Relationship Anxiety Creeping in Millennials’ Love Life!

The start of any relationship is always beautiful. With time, certain factors leads to discord among couples. Factors like doubt, jealousy, time differences, distances among couples can lead to anxiety in relationships. When couples start doubting the relationship they are in, experts say can lead to relationship anxiety.

The Millennial-Hub reports…

One couple who have gone through the hurdles of relationship anxiety is Karthik and Sushma who say, “From childhood friends to lovers, we spent a considerable time with each other. But, when I shifted to Pune, my insecurities of loosing her grew. To tackle this I would fight and assume she was cheating on me. I felt avoided until we met and sorted out our issues.”

Dr. Kala Balasubramanian, a Psychologist at Inner Dawn Counselling and Training Services believes that, “It’s quite natural for a person in a new relationship to feel anxious and insecure. When this insecurity persists for a long period, affecting the relationship, that is relationship anxiety.”

However, a little bit of anxiousness could actually prove to be healthy for the relationship. It helps them motivate each other to stay connected and attached.

What is relationship anxiety?

When behaviours like suspicion, excessive calling or messaging, checking phones without consent, extreme reaction to minor issues etc topples over…this could indicate relationship anxiety. This can sow seeds of doubts among couples and ultimately pushing each other away.

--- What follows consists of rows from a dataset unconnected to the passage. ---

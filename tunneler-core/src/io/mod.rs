use std::io::Cursor;

use bytes::Buf;

use crate::TunnelError;

fn check_cursor_size<T>(src: &Cursor<&[u8]>) -> Result<(), TunnelError>
where
    T: Sized,
{
    if std::mem::size_of::<T>() > src.remaining() {
        return Err(TunnelError::MalformedFrame(format!(
            "truncated: needed {} more bytes, {} left",
            std::mem::size_of::<T>(),
            src.remaining()
        )));
    }

    Ok(())
}

pub fn get_u32(src: &mut Cursor<&[u8]>) -> Result<u32, TunnelError> {
    check_cursor_size::<u32>(src)?;
    Ok(src.get_u32())
}

pub fn get_u8(src: &mut Cursor<&[u8]>) -> Result<u8, TunnelError> {
    check_cursor_size::<u8>(src)?;
    Ok(src.get_u8())
}

/// Reads the rest of the cursor as UTF-8 text.
pub fn get_utf8(src: &mut Cursor<&[u8]>) -> Result<String, TunnelError> {
    let remaining = src.chunk().to_vec();
    src.advance(remaining.len());

    String::from_utf8(remaining)
        .map_err(|_| TunnelError::MalformedFrame("payload is not valid utf-8".into()))
}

Giving us some food thought, Dr Kala says, “It is important for both partners to stay connected while retaining one’s own identity. Anyone who is in a relationship should remember that they had life of their own before the relationship. Spend time with your friends and take up hobbies and interests. Balance is crucial to a healthy relationship.

How can one control relationship anxiety?  

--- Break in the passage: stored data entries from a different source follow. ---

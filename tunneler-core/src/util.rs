use std::future::Future;

use tokio::runtime::Handle;

/// Spawns a fire-and-forget task when a runtime is available, e.g. from `Drop`.
pub(crate) fn spawn_detached<F>(future: F)
where
    F: Future<Output = ()> + Send + 'static,
{
    if Handle::try_current().is_ok() {
        tokio::spawn(future);
    }
}
use std::fs;
use std::path::Path;
use std::time::Duration;

use serde::{Deserialize, Serialize};
use tracing::debug;

use tunneler_core::session::SessionConfig;

use crate::config::{config_candidates, resolve_config_file, ConfigError};

type Result<T> = std::result::Result<T, ConfigError>;

pub const DEFAULT_LOG_LEVEL: &str = "INFO";
pub const DEFAULT_SERVER: &str = "ws://127.0.0.1:9000";
pub const DEFAULT_OPEN_TIMEOUT_SECS: u64 = 10;

pub const ENV_SERVER: &str = "TUNNELERC_SERVER";
pub const ENV_TOKEN: &str = "TUNNELERC_TOKEN";
pub const ENV_PROXY: &str = "TUNNELERC_PROXY";
pub const ENV_LOG_LEVEL: &str = "TUNNELERC_LOG_LEVEL";

#[derive(Debug, Clone, PartialEq, Eq, Serialize, Deserialize)]
#[serde(rename_all = "PascalCase")]
pub struct ClientConfig {
    #[serde(default = "default_log_level")]
    log_level: String,
    #[serde(default = "default_server")]
    server: String,
    token: Option<String>,
    proxy: Option<String>,
    write_buffer_size: Option<usize>,
    read_buffer_size: Option<usize>,
    #[serde(default = "default_open_timeout_secs")]
    open_timeout_secs: u64,
}

fn default_log_level() -> String {
    DEFAULT_LOG_LEVEL.to_string()
}

fn default_server() -> String {
    DEFAULT_SERVER.to_string()
}

fn default_open_timeout_secs() -> u64 {
    DEFAULT_OPEN_TIMEOUT_SECS
}

impl ClientConfig {
    /// Reads the first config file found, applies `TUNNELERC_*` overrides and
    /// validates the result.
    pub fn load(explicit: Option<&Path>) -> Result<Self> {
        let path = match resolve_config_file(explicit) {
            Some(path) => path,
            None => return Err(ConfigError::NotFound(config_candidates(explicit))),
        };

        debug!("reading config from {:?}", path);
        let contents = fs::read_to_string(&path).map_err(|source| ConfigError::Io {
            path: path.clone(),
            source,
        })?;

        let mut config = Self::from_yaml(&contents)?;
        config.apply_overrides(|key| std::env::var(key).ok());
        config.validate()?;

        Ok(config)
    }

    pub fn from_yaml(contents: &str) -> Result<Self> {
        Ok(serde_yaml::from_str::<Self>(contents)?)
    }

    /// Replaces values with the ones `lookup` finds for the `TUNNELERC_*` keys.
    pub fn apply_overrides<F>(&mut self, lookup: F)
    where
        F: Fn(&str) -> Option<String>,
    {
        if let Some(server) = lookup(ENV_SERVER) {
            self.server = server;
        }
        if let Some(token) = lookup(ENV_TOKEN) {
            self.token = Some(token);
        }
        if let Some(proxy) = lookup(ENV_PROXY) {
            self.proxy = Some(proxy);
        }
        if let Some(level) = lookup(ENV_LOG_LEVEL) {
            self.log_level = level;
        }
    }

    pub fn validate(&self) -> Result<()> {
        match self.token.as_deref() {
            Some(token) if !token.trim().is_empty() => {}
            _ => return Err(ConfigError::MissingToken),
        }

        if self.open_timeout_secs == 0 {
            return Err(ConfigError::InvalidValue {
                key: "OpenTimeoutSecs",
                value: self.open_timeout_secs.to_string(),
            });
        }

        Ok(())
    }

    pub fn log_level(&self) -> &str {
        &self.log_level
    }

    pub fn server(&self) -> &str {
        &self.server
    }

    pub fn token(&self) -> Option<&str> {
        self.token.as_deref()
    }

    pub fn proxy(&self) -> Option<&str> {
        self.proxy.as_deref()
    }

    pub fn write_buffer_size(&self) -> Option<usize> {
        self.write_buffer_size
    }

    pub fn read_buffer_size(&self) -> Option<usize> {
        self.read_buffer_size
    }

    pub fn session_config(&self) -> SessionConfig {
        SessionConfig {
            open_timeout: Duration::from_secs(self.open_timeout_secs),
            ..SessionConfig::default()
        }
    }
}

impl Default for ClientConfig {
    fn default() -> Self {
        Self {
            log_level: default_log_level(),
            server: default_server(),
            token: None,
            proxy: None,
            write_buffer_size: None,
            read_buffer_size: None,
            open_timeout_secs: DEFAULT_OPEN_TIMEOUT_SECS,
        }
    }
}

#[cfg(test)]
mod tests {
    use std::collections::HashMap;
    use std::fs;
    use std::path::PathBuf;

    use uuid::Uuid;

    use super::*;

    #[test]
    fn should_read_from_file() {
        // Arrange
        let file_name = create_file_name();
        fs::write(&file_name, "Token: secret\nServer: wss://tunnel.example.com/ws\n").unwrap();

        // Act
        let config = ClientConfig::load(Some(&file_name));

        // Assert
        remove_file(&file_name);
        let config = config.unwrap();
        assert_eq!(Some("secret"), config.token());
        assert_eq!(DEFAULT_LOG_LEVEL, config.log_level());
    }

    #[test]
    fn missing_file_is_not_found() {
        // Arrange
        let file_name = create_file_name();

        // Act
        let result = ClientConfig::load(Some(&file_name));

        // Assert
        assert!(matches!(result, Err(ConfigError::NotFound(_))));
    }

    #[test]
    fn should_apply_defaults() {
        // Act
        let config = ClientConfig::from_yaml("Token: abc").unwrap();

        // Assert
        assert_eq!("ws://127.0.0.1:9000", config.server());
        assert_eq!("INFO", config.log_level());
        assert_eq!(None, config.proxy());
        assert_eq!(None, config.read_buffer_size());
        assert_eq!(
            Duration::from_secs(10),
            config.session_config().open_timeout
        );
    }

    #[test]
    fn should_read_every_key() {
        // Arrange
        let yaml = "LogLevel: FINE\n\
                    Server: ws://10.0.0.2:9000\n\
                    Token: abc\n\
                    Proxy: http://proxy.local:3128\n\
                    WriteBufferSize: 4096\n\
                    ReadBufferSize: 8192\n\
                    OpenTimeoutSecs: 3\n";

        // Act
        let config = ClientConfig::from_yaml(yaml).unwrap();

        // Assert
        assert_eq!("FINE", config.log_level());
        assert_eq!("ws://10.0.0.2:9000", config.server());
        assert_eq!(Some("http://proxy.local:3128"), config.proxy());
        assert_eq!(Some(4096), config.write_buffer_size());
        assert_eq!(Some(8192), config.read_buffer_size());
        assert_eq!(Duration::from_secs(3), config.session_config().open_timeout);
    }

    #[test]
    fn missing_token_fails_validation() {
        // Arrange
        let config = ClientConfig::from_yaml("Server: ws://127.0.0.1:9000").unwrap();

        // Act
        let result = config.validate();

        // Assert
        assert!(matches!(result, Err(ConfigError::MissingToken)));
    }

    #[test]
    fn environment_overrides_file_values() {
        // Arrange
        let mut config = ClientConfig::from_yaml("Server: ws://127.0.0.1:9000").unwrap();
        let env: HashMap<&str, &str> = [
            (ENV_TOKEN, "from-env"),
            (ENV_SERVER, "wss://override.example.com"),
            (ENV_LOG_LEVEL, "DEBUG"),
        ]
        .into_iter()
        .collect();

        // Act
        config.apply_overrides(|key| env.get(key).map(|value| value.to_string()));

        // Assert
        assert!(config.validate().is_ok());
        assert_eq!(Some("from-env"), config.token());
        assert_eq!("wss://override.example.com", config.server());
        assert_eq!("DEBUG", config.log_level());
        assert_eq!(None, config.proxy());
    }

    fn create_file_name() -> PathBuf {
        let file_id = Uuid::new_v4();
        std::env::temp_dir().join(format!("{}.yaml", file_id))
    }

    fn remove_file(path: &Path) {
        let _ = fs::remove_file(path);
    }
}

Giving advice on how to manage it, Dr Kala adds, “If you feel anxious about your relationship, then take time to workout, practise mindfulness, get in touch with friends and take up a hobby. This can prove to be helpful.”

However, it is important to understand the origins of relationship anxiety, shares Dr Kala adding that , “Anxiety can stem from past relationships, childhood attachment and the trust they have in themselves and their partners. Talking to a therapist in a safe space to resolve past experiences is highly recommended. This way you can stop it from impacting your present life and relationships. When one starts to think negatively, they are bound to look out for the flaws in their relationships as well.”

Overthinking can cause conflicts in the relationship. “Anxiety can impact trust, closeness and even the intimacy of any relationship.” adds Dr Kala. 

What are the causes?

Relationship expert and life coach Richa Hora feels that Anxiety can stem from one’s own insecurity. She further adds, “The feeling of not worthy of being loved can be one of the root causes of this. Additionally, couples in long distance relationships are often plagued with anxiety. The many miles between couples, time difference and busy schedules becomes stressful.

Giving couples a few tips on how to deal with long distance relationship anxiety she says, “Avoid bringing up irrelevant issues and habits that bother you.”

The building blocks of any relationship is trust, shares senior therapist Dr Krishnamurthy. “Trust can remove negative vibes from one’s relationship. Make time for your partner and constantly share your feelings with them. This will bring about closeness and avoid the fear of loosing them.” Dr Krishnamurthy concludes adding that the best way to overcome relationship anxiety is to move forward, meditate and exercise regularly.